* [Task prompt] The response must contain every line below in which "anyhow" appears.

* [Records supplied]
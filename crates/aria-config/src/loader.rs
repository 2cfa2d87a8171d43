use std::path::Path;

use secrecy::ExposeSecret;

use crate::Config;

impl Config {
    /// Load configuration from a TOML file
    ///
    /// Reads the file, expands `{{ env.VAR }}` placeholders, then
    /// deserializes and validates the result.
    ///
    /// # Errors
    ///
    /// Returns an error if the file cannot be read, environment variable
    /// expansion fails, TOML parsing fails, or validation fails
    pub fn load(path: &Path) -> anyhow::Result<Self> {
        let raw = std::fs::read_to_string(path)
            .map_err(|e| anyhow::anyhow!("failed to read config file {}: {e}", path.display()))?;

        let expanded =
            crate::env::expand_env(&raw).map_err(|e| anyhow::anyhow!("config variable expansion failed: {e}"))?;

        let config: Self = toml::from_str(&expanded).map_err(|e| anyhow::anyhow!("failed to parse config: {e}"))?;

        config.validate()?;

        Ok(config)
    }

    /// Validate that the configuration is internally consistent
    ///
    /// # Errors
    ///
    /// Returns an error if the upstream credential is missing, the upstream
    /// deadline is zero, or auth is enabled without any accepted keys
    pub fn validate(&self) -> anyhow::Result<()> {
        if self.gemini.api_key.expose_secret().is_empty() {
            anyhow::bail!("gemini.api_key must not be empty");
        }

        if self.gemini.timeout_seconds == 0 {
            anyhow::bail!("gemini.timeout_seconds must be greater than 0");
        }

        if let Some(ref auth) = self.auth
            && auth.enabled
            && auth.accepted_keys().is_empty()
        {
            anyhow::bail!("auth.api_keys must contain at least one key when auth is enabled");
        }

        Ok(())
    }
}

* [Exercise solution]
    pub fn load(path: &Path) -> anyhow::Result<Self> {
            .map_err(|e| anyhow::anyhow!("failed to read config file {}: {e}", path.display()))?;
            crate::env::expand_env(&raw).map_err(|e| anyhow::anyhow!("config variable expansion failed: {e}"))?;
        let config: Self = toml::from_str(&expanded).map_err(|e| anyhow::anyhow!("failed to parse config: {e}"))?;
    pub fn validate(&self) -> anyhow::Result<()> {
            anyhow::bail!("gemini.api_key must not be empty");
            anyhow::bail!("gemini.timeout_seconds must be greater than 0");
            anyhow::bail!("auth.api_keys must contain at least one key when auth is enabled");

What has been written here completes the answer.